運営:有限会社ピィファ・パートナーズ
毎朝20分ほど読書の時間を作っています。もともとは1冊の本を読み終わるまで別の本を読まないタイプでしたが、そんなことをしていたら、①読みたい本だけを優先する、②積読が増える、③ジャンルが偏る、という事態に陥ってしまいました。そこで子供たちが学校で行っているように「朝読書の時間」というものを設けて、毎日少しずつでも読み進めるようにしたところ、1カ月でだいたい2-3冊は読めることがわかりました。
朝読書のルール
① 1冊5分(切り悪い時は5分以内であれば延長可)
② 1日2-3冊
③ ジャンルはすべて違うものを選ぶ
選書の基準としてはざっくり、自分の専門分野である経済、投資、会計等から1冊、英語・翻訳に関係するものを1冊、その他どの分野でも良いものを1冊、としています。
良かった本、自分の趣味に合わなかった本などいろいろありますが、1カ月で読んだ本をご紹介していこうと思います。
「市場最強の投資家 ウォーレン・バフェット」
1. 「市場最強の投資家 ウォーレン・バフェット」
トッド・A・フィンクル著 鈴木立哉訳 実務教育出版
金融翻訳に携わっている人で、ウォーレン・バフェットに関する記事を翻訳したことがない人はいないのではないかと思う生ける伝説、ウォーレン・バフェット。ウォーレン・バフェットに関する書籍は、翻訳する際の「裏取り」も兼ねて数冊保有しています。それでもまだバフェットに関する書籍が出版されるのは、不確実性が高まる時にバフェットに知恵を借りたいと思う投資家心理なのかもしれません(もちろん年齢も年齢なので、そろそろみたいなのもあるかもしれませんが)。先日、日経新聞の論説委員の方とお話したときも、バフェットが日本に来ると聞いて、中南米のアセットオーナーも地球を半周して日本まで来たエピソードをうかがいました。混沌とした時代だからこそ、投資家がバフェットという指針を求めるかもしれません。
さて、私が保有しているバフェット本と本書の大きな違いは、バフェットの生い立ちや人となりといった「バフェットを作った背景」にフォーカスを当てていることかもしれません。

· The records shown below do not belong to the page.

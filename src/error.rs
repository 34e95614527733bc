use std::num::ParseIntError;
use thiserror::Error;

/// Errors from validating the inputs to a proof-of-work search.
#[derive(Debug, Error, PartialEq)]
pub enum PowError {
    #[error("prefix length has to be 64 bytes, got {actual}")]
    PrefixLength { actual: usize },

    #[error("difficulty must be a base-10 integer, got {input:?}")]
    InvalidDifficulty {
        input: String,
        #[source]
        source: ParseIntError,
    },
}
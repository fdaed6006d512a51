//! Fields command implementation

use super::connect_client;
use crate::cli::error::CliError;
use crate::cli::output::format_catalog;
use crate::config::LoaderConfig;

/// Handle the fields command
pub fn handle_fields(config: &LoaderConfig) -> Result<(), CliError> {
    let (client, session) = connect_client(config)?;
    let catalog = client.field_catalog(session.token())?;
    print!("{}", format_catalog(&catalog));
    Ok(())
}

もちろん、すべてのバフェット本を読破しているバフェットオタクではないので、似たような本があるかどうか確信はできません。しかし、本書で最も興味深かったのは、バフェットの価値観の土台になっているカーネギーの言葉(P48)や幸福感(P314)といった箇所であり、投資本というよりむしろ自己啓発やメンタリティに紙面を割いているのが特徴かと思います。
一方、バークシャーの投資履歴などは事実の羅列なのでいささか退屈。著者が投資の専門家ではないためでしょうが、バークシャーの投資自体に興味のある方には少し物足りないかもしれません(☆)。